§ Problem requirements
An identical copy of all records below is to be written out.
[[ Material for this exercise open ]]
#[cfg(test)]
mod tests {
    use super::*;
    use crate::beads::STATUS_HOOKED;
    use crate::test_utils::{issue, MemoryStore};

    fn rigs() -> Vec<String> {
        vec!["greenplace".into(), "sandport".into()]
    }

    #[test]
    fn target_parsing() {
        assert_eq!(parse_target(".", &rigs()), TargetKind::Current);
        assert_eq!(
            parse_target("greenplace", &rigs()),
            TargetKind::Rig("greenplace".into())
        );
        assert_eq!(parse_target("deacon/dogs", &rigs()), TargetKind::DogPool(None));
        assert_eq!(
            parse_target("deacon/dogs/alpha", &rigs()),
            TargetKind::DogPool(Some("alpha".into()))
        );
        assert_eq!(
            parse_target("greenplace/polecats/alice", &rigs()),
            TargetKind::Agent("greenplace/polecats/alice".into())
        );
        assert_eq!(
            parse_target("mayor", &rigs()),
            TargetKind::Agent("mayor".into())
        );
    }

    #[test]
    fn pinned_guard_refuses_without_force() {
        let store = MemoryStore::new();
        let mut work = issue("gt-abc", "task", STATUS_PINNED);
        work.assignee = "greenplace/polecats/bob".into();
        store.insert(work);

        let err = guard_pinned(&store, "gt-abc", false).unwrap_err();
        assert!(err.to_string().contains("greenplace/polecats/bob"));
        assert!(guard_pinned(&store, "gt-abc", true).is_ok());
    }

    #[test]
    fn claim_is_single_update() {
        let store = MemoryStore::new();
        store.insert(issue("gt-abc", "task", "open"));
        claim_work(&store, "gt-abc", "greenplace/polecats/alice").unwrap();

        let work = store.show("gt-abc").unwrap();
        assert_eq!(work.status, STATUS_HOOKED);
        assert_eq!(work.assignee, "greenplace/polecats/alice");
    }

    #[test]
    fn claim_conflict_surfaces() {
        let store = MemoryStore::new();
        store.insert(issue("gt-abc", "task", "open"));
        store.conflict_on("gt-abc");
        let err = claim_work(&store, "gt-abc", "x").unwrap_err();
        assert!(matches!(err, StoreError::Conflict(_)));
    }

    #[test]
    fn auto_convoy_created_and_reused() {
        let store = MemoryStore::new();
        let mut work = issue("gt-abc", "task", "open");
        work.title = "Fix login".into();
        store.insert(work.clone());

        let convoy = ensure_convoy(&store, &work, "mayor").unwrap();
        let convoy_issue = store.show(&convoy).unwrap();
        assert_eq!(convoy_issue.title, "Work: Fix login");
        let fields = ConvoyFields::parse(&convoy_issue.description).unwrap();
        assert_eq!(fields.spawned_work, "gt-abc");
        assert_eq!(fields.coordinator, "mayor");

        // Slinging again reuses the same convoy.
        let again = ensure_convoy(&store, &work, "mayor").unwrap();
        assert_eq!(again, convoy);
    }

    #[test]
    fn hook_mirrored_onto_agent_bead() {
        let store = MemoryStore::new();
        let fields = AgentFields {
            lifecycle_state: "idle".into(),
            ..Default::default()
        };
        let mut agent = issue("greenplace/polecats/alice", "agent", "open");
        agent.description = fields.format();
        store.insert(agent);

        mirror_hook_to_agent(&store, "greenplace/polecats/alice", "gt-abc").unwrap();
        let agent = store.show("greenplace/polecats/alice").unwrap();
        let fields = AgentFields::parse(&agent.description).unwrap();
        assert_eq!(fields.hook_bead, "gt-abc");
        assert_eq!(fields.assigned_work, "gt-abc");
    }

    #[test]
    fn molecule_attach_is_idempotent() {
        let store = MemoryStore::new();
        store.insert(issue("greenplace/polecats/alice", "agent", "open"));

        assert!(attach_work_molecule(&store, "greenplace/polecats/alice").unwrap());
        assert!(!attach_work_molecule(&store, "greenplace/polecats/alice").unwrap());

        let agent = store.show("greenplace/polecats/alice").unwrap();
        let attachment = AttachmentFields::parse(&agent.description).unwrap();
        assert_eq!(attachment.attached_molecule, POLECAT_WORK_MOLECULE);
    }

    #[test]
    fn dispatch_info_survives_in_description() {
        let store = MemoryStore::new();
        let mut work = issue("gt-abc", "task", "open");
        work.description = "Original notes".into();
        store.insert(work);

        store_dispatch_info(&store, "gt-abc", "mayor", "patch release").unwrap();
        let work = store.show("gt-abc").unwrap();
        let attachment = AttachmentFields::parse(&work.description).unwrap();
        assert_eq!(attachment.dispatched_by, "mayor");
        assert_eq!(attachment.attached_args, "patch release");
        assert!(work.description.contains("Original notes"));
    }

    #[test]
    fn polecat_names_allocate_sequentially() {
        let store = MemoryStore::new();
        assert_eq!(next_polecat_name(&store, "greenplace").unwrap(), "polecat-01");

        store.insert(issue("greenplace/polecats/polecat-01", "agent", "open"));
        assert_eq!(next_polecat_name(&store, "greenplace").unwrap(), "polecat-02");

        // Another rig's polecats don't collide.
        assert_eq!(next_polecat_name(&store, "sandport").unwrap(), "polecat-01");
    }

    #[test]
    fn idle_dog_lookup() {
        let store = MemoryStore::new();
        assert!(find_idle_dog(&store).unwrap().is_none());

        let busy = AgentFields {
            lifecycle_state: "working".into(),
            assigned_work: "gt-1".into(),
            ..Default::default()
        };
        let mut dog = issue("deacon/dogs/dog-01", "agent", "open");
        dog.description = busy.format();
        store.insert(dog);
        assert!(find_idle_dog(&store).unwrap().is_none());

        let idle = AgentFields {
            lifecycle_state: "idle".into(),
            ..Default::default()
        };
        let mut dog = issue("deacon/dogs/dog-02", "agent", "open");
        dog.description = idle.format();
        store.insert(dog);
        assert_eq!(find_idle_dog(&store).unwrap().unwrap(), "deacon/dogs/dog-02");
    }

    #[test]
    fn dog_addresses_fill_gaps() {
        let store = MemoryStore::new();
        assert_eq!(next_dog_address(&store).unwrap(), "deacon/dogs/dog-01");

        store.insert(issue("deacon/dogs/dog-02", "agent", "open"));
        assert_eq!(next_dog_address(&store).unwrap(), "deacon/dogs/dog-01");

        store.insert(issue("deacon/dogs/dog-01", "agent", "open"));
        assert_eq!(next_dog_address(&store).unwrap(), "deacon/dogs/dog-03");
    }

    #[test]
    fn start_prompt_variants() {
        assert!(build_start_prompt("gt-1", "", "").contains("Work slung: gt-1."));
        assert!(build_start_prompt("gt-1", "release", "").contains("(release)"));
        assert!(build_start_prompt("gt-1", "", "be careful").contains("Args: be careful"));
        let both = build_start_prompt("gt-1", "release", "be careful");
        assert!(both.contains("(release)") && both.contains("Args: be careful"));
    }

    #[test]
    fn bead_id_shapes() {
        assert!(looks_like_bead_id("gt-abc"));
        assert!(looks_like_bead_id("hq-x1"));
        assert!(looks_like_bead_id("bd-ka761"));
        assert!(!looks_like_bead_id("greenplace"));
        assert!(!looks_like_bead_id("-abc"));
        assert!(!looks_like_bead_id("gt-"));
    }
}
[[ Material for this exercise closed ]]
§ Answer to this problem
#[cfg(test)]
mod tests {
    use super::*;
    use crate::beads::STATUS_HOOKED;
    use crate::test_utils::{issue, MemoryStore};

    fn rigs() -> Vec<String> {
        vec!["greenplace".into(), "sandport".into()]
    }

    #[test]
    fn target_parsing() {
        assert_eq!(parse_target(".", &rigs()), TargetKind::Current);
        assert_eq!(
            parse_target("greenplace", &rigs()),
            TargetKind::Rig("greenplace".into())
        );
        assert_eq!(parse_target("deacon/dogs", &rigs()), TargetKind::DogPool(None));
        assert_eq!(
            parse_target("deacon/dogs/alpha", &rigs()),
            TargetKind::DogPool(Some("alpha".into()))
        );
        assert_eq!(
            parse_target("greenplace/polecats/alice", &rigs()),
            TargetKind::Agent("greenplace/polecats/alice".into())
        );
        assert_eq!(
            parse_target("mayor", &rigs()),
            TargetKind::Agent("mayor".into())
        );
    }

    #[test]
    fn pinned_guard_refuses_without_force() {
        let store = MemoryStore::new();
        let mut work = issue("gt-abc", "task", STATUS_PINNED);
        work.assignee = "greenplace/polecats/bob".into();
        store.insert(work);

        let err = guard_pinned(&store, "gt-abc", false).unwrap_err();
        assert!(err.to_string().contains("greenplace/polecats/bob"));
        assert!(guard_pinned(&store, "gt-abc", true).is_ok());
    }

    #[test]
    fn claim_is_single_update() {
        let store = MemoryStore::new();
        store.insert(issue("gt-abc", "task", "open"));
        claim_work(&store, "gt-abc", "greenplace/polecats/alice").unwrap();

        let work = store.show("gt-abc").unwrap();
        assert_eq!(work.status, STATUS_HOOKED);
        assert_eq!(work.assignee, "greenplace/polecats/alice");
    }

    #[test]
    fn claim_conflict_surfaces() {
        let store = MemoryStore::new();
        store.insert(issue("gt-abc", "task", "open"));
        store.conflict_on("gt-abc");
        let err = claim_work(&store, "gt-abc", "x").unwrap_err();
        assert!(matches!(err, StoreError::Conflict(_)));
    }

    #[test]
    fn auto_convoy_created_and_reused() {
        let store = MemoryStore::new();
        let mut work = issue("gt-abc", "task", "open");
        work.title = "Fix login".into();
        store.insert(work.clone());

        let convoy = ensure_convoy(&store, &work, "mayor").unwrap();
        let convoy_issue = store.show(&convoy).unwrap();
        assert_eq!(convoy_issue.title, "Work: Fix login");
        let fields = ConvoyFields::parse(&convoy_issue.description).unwrap();
        assert_eq!(fields.spawned_work, "gt-abc");
        assert_eq!(fields.coordinator, "mayor");

        // Slinging again reuses the same convoy.
        let again = ensure_convoy(&store, &work, "mayor").unwrap();
        assert_eq!(again, convoy);
    }

    #[test]
    fn hook_mirrored_onto_agent_bead() {
        let store = MemoryStore::new();
        let fields = AgentFields {
            lifecycle_state: "idle".into(),
            ..Default::default()
        };
        let mut agent = issue("greenplace/polecats/alice", "agent", "open");
        agent.description = fields.format();
        store.insert(agent);

        mirror_hook_to_agent(&store, "greenplace/polecats/alice", "gt-abc").unwrap();
        let agent = store.show("greenplace/polecats/alice").unwrap();
        let fields = AgentFields::parse(&agent.description).unwrap();
        assert_eq!(fields.hook_bead, "gt-abc");
        assert_eq!(fields.assigned_work, "gt-abc");
    }

    #[test]
    fn molecule_attach_is_idempotent() {
        let store = MemoryStore::new();
        store.insert(issue("greenplace/polecats/alice", "agent", "open"));

        assert!(attach_work_molecule(&store, "greenplace/polecats/alice").unwrap());
        assert!(!attach_work_molecule(&store, "greenplace/polecats/alice").unwrap());

        let agent = store.show("greenplace/polecats/alice").unwrap();
        let attachment = AttachmentFields::parse(&agent.description).unwrap();
        assert_eq!(attachment.attached_molecule, POLECAT_WORK_MOLECULE);
    }

    #[test]
    fn dispatch_info_survives_in_description() {
        let store = MemoryStore::new();
        let mut work = issue("gt-abc", "task", "open");
        work.description = "Original notes".into();
        store.insert(work);

        store_dispatch_info(&store, "gt-abc", "mayor", "patch release").unwrap();
        let work = store.show("gt-abc").unwrap();
        let attachment = AttachmentFields::parse(&work.description).unwrap();
        assert_eq!(attachment.dispatched_by, "mayor");
        assert_eq!(attachment.attached_args, "patch release");
        assert!(work.description.contains("Original notes"));
    }

    #[test]
    fn polecat_names_allocate_sequentially() {
        let store = MemoryStore::new();
        assert_eq!(next_polecat_name(&store, "greenplace").unwrap(), "polecat-01");

        store.insert(issue("greenplace/polecats/polecat-01", "agent", "open"));
        assert_eq!(next_polecat_name(&store, "greenplace").unwrap(), "polecat-02");

        // Another rig's polecats don't collide.
        assert_eq!(next_polecat_name(&store, "sandport").unwrap(), "polecat-01");
    }

    #[test]
    fn idle_dog_lookup() {
        let store = MemoryStore::new();
        assert!(find_idle_dog(&store).unwrap().is_none());

        let busy = AgentFields {
            lifecycle_state: "working".into(),
            assigned_work: "gt-1".into(),
            ..Default::default()
        };
        let mut dog = issue("deacon/dogs/dog-01", "agent", "open");
        dog.description = busy.format();
        store.insert(dog);
        assert!(find_idle_dog(&store).unwrap().is_none());

        let idle = AgentFields {
            lifecycle_state: "idle".into(),
            ..Default::default()
        };
        let mut dog = issue("deacon/dogs/dog-02", "agent", "open");
        dog.description = idle.format();
        store.insert(dog);
        assert_eq!(find_idle_dog(&store).unwrap().unwrap(), "deacon/dogs/dog-02");
    }

    #[test]
    fn dog_addresses_fill_gaps() {
        let store = MemoryStore::new();
        assert_eq!(next_dog_address(&store).unwrap(), "deacon/dogs/dog-01");

        store.insert(issue("deacon/dogs/dog-02", "agent", "open"));
        assert_eq!(next_dog_address(&store).unwrap(), "deacon/dogs/dog-01");

        store.insert(issue("deacon/dogs/dog-01", "agent", "open"));
        assert_eq!(next_dog_address(&store).unwrap(), "deacon/dogs/dog-03");
    }

    #[test]
    fn start_prompt_variants() {
        assert!(build_start_prompt("gt-1", "", "").contains("Work slung: gt-1."));
        assert!(build_start_prompt("gt-1", "release", "").contains("(release)"));
        assert!(build_start_prompt("gt-1", "", "be careful").contains("Args: be careful"));
        let both = build_start_prompt("gt-1", "release", "be careful");
        assert!(both.contains("(release)") && both.contains("Args: be careful"));
    }

    #[test]
    fn bead_id_shapes() {
        assert!(looks_like_bead_id("gt-abc"));
        assert!(looks_like_bead_id("hq-x1"));
        assert!(looks_like_bead_id("bd-ka761"));
        assert!(!looks_like_bead_id("greenplace"));
        assert!(!looks_like_bead_id("-abc"));
        assert!(!looks_like_bead_id("gt-"));
    }
}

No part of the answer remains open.